Each line in the data holding "ShapeObserver" should be listed.

(Stored data)
+===+
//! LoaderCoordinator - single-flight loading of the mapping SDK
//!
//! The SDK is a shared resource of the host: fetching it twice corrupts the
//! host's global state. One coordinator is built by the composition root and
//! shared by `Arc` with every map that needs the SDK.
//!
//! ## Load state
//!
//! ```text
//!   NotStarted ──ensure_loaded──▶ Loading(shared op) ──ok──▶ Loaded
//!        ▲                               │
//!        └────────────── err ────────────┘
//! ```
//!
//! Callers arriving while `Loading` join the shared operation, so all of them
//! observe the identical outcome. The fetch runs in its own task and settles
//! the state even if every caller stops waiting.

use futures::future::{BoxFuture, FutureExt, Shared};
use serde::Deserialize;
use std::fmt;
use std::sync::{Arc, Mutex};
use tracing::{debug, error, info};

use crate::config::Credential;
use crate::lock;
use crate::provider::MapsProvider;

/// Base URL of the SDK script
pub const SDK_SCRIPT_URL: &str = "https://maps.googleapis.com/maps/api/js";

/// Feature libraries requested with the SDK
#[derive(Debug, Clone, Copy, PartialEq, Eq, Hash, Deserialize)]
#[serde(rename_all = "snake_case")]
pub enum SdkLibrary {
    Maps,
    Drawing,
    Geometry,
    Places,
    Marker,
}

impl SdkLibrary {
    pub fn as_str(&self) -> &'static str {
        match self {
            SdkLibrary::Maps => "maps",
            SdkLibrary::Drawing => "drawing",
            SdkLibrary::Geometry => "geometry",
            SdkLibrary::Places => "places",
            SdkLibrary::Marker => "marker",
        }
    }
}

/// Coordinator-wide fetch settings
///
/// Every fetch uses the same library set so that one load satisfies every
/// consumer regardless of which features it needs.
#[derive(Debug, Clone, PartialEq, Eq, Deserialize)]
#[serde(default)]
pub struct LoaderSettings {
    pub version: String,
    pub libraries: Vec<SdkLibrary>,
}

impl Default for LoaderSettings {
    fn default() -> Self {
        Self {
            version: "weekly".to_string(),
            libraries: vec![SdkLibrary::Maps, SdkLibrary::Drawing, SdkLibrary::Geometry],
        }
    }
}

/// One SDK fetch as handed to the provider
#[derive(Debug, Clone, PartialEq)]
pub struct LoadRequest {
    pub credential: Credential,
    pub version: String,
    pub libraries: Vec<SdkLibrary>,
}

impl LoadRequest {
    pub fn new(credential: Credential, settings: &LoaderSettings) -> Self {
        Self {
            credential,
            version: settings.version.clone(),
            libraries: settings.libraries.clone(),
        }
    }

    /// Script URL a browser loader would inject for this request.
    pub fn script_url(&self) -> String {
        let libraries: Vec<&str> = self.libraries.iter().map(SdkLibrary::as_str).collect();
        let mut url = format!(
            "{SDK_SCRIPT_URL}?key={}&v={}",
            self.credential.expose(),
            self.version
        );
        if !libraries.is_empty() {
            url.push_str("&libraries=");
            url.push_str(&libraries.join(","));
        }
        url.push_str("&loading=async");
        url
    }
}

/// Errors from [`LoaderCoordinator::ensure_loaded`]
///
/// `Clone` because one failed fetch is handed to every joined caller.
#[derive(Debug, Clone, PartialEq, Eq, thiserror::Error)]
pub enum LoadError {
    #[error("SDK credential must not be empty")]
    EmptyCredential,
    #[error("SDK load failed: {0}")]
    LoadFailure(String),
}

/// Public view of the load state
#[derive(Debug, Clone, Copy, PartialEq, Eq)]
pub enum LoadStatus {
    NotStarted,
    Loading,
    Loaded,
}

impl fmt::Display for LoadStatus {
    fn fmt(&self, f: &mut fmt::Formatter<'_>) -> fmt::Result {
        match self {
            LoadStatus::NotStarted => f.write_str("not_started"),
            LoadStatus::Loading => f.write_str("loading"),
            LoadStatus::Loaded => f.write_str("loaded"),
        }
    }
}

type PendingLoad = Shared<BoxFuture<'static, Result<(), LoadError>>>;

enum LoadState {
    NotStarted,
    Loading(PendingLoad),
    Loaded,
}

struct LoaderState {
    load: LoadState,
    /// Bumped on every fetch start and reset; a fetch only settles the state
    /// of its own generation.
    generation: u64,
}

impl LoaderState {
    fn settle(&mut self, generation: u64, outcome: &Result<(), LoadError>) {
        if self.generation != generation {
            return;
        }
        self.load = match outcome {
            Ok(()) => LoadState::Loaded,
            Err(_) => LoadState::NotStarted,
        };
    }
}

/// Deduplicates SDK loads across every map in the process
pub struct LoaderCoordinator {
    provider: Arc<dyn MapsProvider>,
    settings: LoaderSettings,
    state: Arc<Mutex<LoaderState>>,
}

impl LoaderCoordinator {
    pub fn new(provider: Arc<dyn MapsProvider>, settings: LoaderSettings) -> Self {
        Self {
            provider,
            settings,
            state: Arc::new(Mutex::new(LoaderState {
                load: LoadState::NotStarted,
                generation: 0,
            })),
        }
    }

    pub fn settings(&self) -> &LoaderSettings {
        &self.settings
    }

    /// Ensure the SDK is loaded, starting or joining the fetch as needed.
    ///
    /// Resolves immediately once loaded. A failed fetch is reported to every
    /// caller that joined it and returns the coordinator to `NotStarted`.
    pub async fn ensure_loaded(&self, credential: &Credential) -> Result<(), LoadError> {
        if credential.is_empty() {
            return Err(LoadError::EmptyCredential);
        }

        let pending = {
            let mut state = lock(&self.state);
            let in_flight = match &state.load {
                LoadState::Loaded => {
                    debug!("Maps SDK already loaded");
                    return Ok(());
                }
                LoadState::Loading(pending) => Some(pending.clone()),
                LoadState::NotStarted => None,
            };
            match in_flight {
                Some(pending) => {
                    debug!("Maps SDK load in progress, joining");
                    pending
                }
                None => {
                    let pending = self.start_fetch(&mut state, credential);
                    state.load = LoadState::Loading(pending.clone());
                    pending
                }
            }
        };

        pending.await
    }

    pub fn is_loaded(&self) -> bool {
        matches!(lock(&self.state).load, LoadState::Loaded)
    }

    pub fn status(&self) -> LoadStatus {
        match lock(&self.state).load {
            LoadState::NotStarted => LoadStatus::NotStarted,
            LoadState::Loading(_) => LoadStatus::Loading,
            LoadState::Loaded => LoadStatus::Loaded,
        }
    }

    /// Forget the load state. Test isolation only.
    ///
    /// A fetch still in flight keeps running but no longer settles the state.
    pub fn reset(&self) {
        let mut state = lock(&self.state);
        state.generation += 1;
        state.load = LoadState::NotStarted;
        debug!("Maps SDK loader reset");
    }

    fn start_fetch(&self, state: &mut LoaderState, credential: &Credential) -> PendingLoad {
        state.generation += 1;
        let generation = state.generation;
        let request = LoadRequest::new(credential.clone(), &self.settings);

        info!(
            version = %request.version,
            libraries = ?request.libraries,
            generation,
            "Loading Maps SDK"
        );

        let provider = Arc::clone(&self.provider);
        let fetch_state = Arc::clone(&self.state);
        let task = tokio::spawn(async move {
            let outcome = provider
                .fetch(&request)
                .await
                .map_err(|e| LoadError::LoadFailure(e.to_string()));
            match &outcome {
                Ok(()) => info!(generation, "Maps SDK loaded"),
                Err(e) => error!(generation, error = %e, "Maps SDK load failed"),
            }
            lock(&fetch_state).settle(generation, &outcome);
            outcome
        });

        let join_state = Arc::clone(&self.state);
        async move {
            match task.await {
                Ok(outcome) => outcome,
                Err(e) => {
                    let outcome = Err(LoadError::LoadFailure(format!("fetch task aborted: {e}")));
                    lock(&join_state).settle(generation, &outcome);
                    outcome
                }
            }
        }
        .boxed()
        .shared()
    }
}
+===+
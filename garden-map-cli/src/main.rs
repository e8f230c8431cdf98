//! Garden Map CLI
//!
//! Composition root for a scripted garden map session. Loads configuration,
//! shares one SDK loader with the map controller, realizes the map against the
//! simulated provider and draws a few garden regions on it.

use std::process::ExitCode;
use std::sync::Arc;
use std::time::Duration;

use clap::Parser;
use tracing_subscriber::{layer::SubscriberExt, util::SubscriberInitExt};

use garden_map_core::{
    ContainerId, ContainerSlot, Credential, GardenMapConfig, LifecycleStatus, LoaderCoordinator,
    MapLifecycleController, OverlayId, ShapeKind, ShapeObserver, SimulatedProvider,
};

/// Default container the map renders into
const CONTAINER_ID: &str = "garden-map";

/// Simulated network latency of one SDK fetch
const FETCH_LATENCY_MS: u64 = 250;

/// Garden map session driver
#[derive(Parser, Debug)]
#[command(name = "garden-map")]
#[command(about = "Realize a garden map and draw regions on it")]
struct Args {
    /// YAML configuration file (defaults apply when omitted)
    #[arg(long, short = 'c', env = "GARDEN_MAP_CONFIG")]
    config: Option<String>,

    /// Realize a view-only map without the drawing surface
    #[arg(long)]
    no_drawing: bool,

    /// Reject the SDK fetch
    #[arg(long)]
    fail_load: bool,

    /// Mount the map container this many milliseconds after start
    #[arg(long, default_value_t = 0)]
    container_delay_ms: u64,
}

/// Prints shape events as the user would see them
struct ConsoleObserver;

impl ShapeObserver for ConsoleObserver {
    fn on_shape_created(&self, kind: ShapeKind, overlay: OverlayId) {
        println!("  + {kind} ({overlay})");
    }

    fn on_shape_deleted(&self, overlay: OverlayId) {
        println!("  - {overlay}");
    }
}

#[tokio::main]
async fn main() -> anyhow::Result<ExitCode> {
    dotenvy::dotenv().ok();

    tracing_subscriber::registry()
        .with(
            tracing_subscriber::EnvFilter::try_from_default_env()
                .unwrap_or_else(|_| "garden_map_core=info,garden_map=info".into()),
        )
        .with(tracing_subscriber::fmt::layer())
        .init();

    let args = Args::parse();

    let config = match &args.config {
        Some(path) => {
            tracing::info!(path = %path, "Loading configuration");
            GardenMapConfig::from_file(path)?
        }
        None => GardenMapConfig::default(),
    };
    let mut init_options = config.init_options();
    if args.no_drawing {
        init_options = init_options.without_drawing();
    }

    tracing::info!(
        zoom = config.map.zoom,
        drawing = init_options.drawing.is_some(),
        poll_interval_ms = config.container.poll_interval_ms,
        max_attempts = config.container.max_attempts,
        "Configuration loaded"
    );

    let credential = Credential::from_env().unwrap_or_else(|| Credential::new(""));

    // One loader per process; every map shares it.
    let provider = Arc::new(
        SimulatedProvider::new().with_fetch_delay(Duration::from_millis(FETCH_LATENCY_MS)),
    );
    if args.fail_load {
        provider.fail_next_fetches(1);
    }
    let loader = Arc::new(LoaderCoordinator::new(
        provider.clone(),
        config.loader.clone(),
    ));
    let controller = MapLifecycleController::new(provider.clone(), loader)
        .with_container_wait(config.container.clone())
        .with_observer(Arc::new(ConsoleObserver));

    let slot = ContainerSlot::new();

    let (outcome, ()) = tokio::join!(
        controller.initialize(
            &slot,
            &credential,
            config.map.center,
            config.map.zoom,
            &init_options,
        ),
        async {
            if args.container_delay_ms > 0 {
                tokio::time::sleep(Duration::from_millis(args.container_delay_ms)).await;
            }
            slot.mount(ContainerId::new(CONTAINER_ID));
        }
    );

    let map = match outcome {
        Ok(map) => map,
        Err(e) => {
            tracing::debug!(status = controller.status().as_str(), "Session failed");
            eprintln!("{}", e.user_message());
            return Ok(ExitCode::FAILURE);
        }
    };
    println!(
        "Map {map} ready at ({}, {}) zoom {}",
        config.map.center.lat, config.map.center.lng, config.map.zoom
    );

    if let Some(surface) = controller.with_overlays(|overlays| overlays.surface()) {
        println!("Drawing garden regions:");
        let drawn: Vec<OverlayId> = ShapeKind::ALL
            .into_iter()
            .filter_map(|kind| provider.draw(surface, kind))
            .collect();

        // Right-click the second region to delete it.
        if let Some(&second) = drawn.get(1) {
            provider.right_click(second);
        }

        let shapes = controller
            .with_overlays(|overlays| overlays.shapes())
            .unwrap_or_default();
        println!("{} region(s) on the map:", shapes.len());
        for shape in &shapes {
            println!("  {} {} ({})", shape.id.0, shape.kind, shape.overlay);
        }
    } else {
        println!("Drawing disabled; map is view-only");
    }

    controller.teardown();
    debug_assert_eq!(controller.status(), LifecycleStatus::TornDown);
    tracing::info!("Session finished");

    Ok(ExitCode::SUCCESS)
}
+===+
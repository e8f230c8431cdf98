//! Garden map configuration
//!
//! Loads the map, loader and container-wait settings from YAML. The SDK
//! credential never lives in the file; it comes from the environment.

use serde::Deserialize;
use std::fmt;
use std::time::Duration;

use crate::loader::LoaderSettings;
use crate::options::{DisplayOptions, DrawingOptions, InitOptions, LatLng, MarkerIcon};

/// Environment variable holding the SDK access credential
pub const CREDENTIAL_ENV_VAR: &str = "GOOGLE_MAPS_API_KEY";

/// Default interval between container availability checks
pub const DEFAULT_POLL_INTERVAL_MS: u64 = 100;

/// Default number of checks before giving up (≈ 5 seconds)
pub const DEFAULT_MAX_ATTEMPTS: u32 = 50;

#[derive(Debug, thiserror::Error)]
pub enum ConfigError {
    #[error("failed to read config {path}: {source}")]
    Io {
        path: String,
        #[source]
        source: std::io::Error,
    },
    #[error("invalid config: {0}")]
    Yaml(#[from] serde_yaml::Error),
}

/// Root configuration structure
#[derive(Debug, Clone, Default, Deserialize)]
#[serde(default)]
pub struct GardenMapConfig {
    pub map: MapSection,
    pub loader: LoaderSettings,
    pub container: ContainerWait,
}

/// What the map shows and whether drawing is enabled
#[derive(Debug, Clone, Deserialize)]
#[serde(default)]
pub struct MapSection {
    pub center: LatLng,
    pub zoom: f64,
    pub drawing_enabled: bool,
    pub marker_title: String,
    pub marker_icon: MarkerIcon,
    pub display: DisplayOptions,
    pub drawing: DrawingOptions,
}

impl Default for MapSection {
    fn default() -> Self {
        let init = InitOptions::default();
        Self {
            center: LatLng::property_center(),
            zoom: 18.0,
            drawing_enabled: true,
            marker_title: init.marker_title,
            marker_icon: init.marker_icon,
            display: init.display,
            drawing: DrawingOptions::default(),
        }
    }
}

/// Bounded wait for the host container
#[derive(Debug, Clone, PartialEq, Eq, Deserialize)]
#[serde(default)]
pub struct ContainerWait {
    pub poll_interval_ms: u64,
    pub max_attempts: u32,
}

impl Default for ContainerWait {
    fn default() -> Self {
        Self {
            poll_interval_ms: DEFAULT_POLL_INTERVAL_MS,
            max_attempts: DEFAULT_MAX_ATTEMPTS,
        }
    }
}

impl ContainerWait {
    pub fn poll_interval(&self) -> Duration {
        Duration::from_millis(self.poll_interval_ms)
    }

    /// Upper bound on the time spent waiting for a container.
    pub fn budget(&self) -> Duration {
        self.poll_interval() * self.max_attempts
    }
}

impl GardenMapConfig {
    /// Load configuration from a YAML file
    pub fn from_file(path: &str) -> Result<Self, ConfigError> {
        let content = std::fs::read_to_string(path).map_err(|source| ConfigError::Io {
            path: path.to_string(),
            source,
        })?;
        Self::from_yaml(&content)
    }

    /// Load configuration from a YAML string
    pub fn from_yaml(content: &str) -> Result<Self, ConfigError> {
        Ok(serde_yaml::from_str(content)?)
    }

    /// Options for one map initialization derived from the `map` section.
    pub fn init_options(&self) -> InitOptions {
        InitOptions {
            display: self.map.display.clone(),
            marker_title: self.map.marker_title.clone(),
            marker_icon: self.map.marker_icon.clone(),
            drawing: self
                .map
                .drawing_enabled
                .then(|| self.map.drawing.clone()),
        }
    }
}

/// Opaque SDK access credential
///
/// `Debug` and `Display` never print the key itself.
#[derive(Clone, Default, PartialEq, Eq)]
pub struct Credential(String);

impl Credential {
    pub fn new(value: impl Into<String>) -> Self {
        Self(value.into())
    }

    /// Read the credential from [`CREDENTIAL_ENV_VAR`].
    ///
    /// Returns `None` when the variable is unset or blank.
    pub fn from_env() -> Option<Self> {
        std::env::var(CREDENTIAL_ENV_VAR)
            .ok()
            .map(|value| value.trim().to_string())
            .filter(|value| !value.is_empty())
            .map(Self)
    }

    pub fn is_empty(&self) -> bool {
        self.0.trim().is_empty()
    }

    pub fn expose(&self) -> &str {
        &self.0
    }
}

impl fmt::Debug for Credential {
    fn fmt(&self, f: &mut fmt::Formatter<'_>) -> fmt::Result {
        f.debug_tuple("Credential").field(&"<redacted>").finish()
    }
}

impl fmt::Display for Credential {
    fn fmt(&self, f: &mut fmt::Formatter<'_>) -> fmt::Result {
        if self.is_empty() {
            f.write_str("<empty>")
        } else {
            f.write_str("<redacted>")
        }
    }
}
+===+
== Result of the task ==
    MapLifecycleController, OverlayId, ShapeKind, ShapeObserver, SimulatedProvider,
impl ShapeObserver for ConsoleObserver {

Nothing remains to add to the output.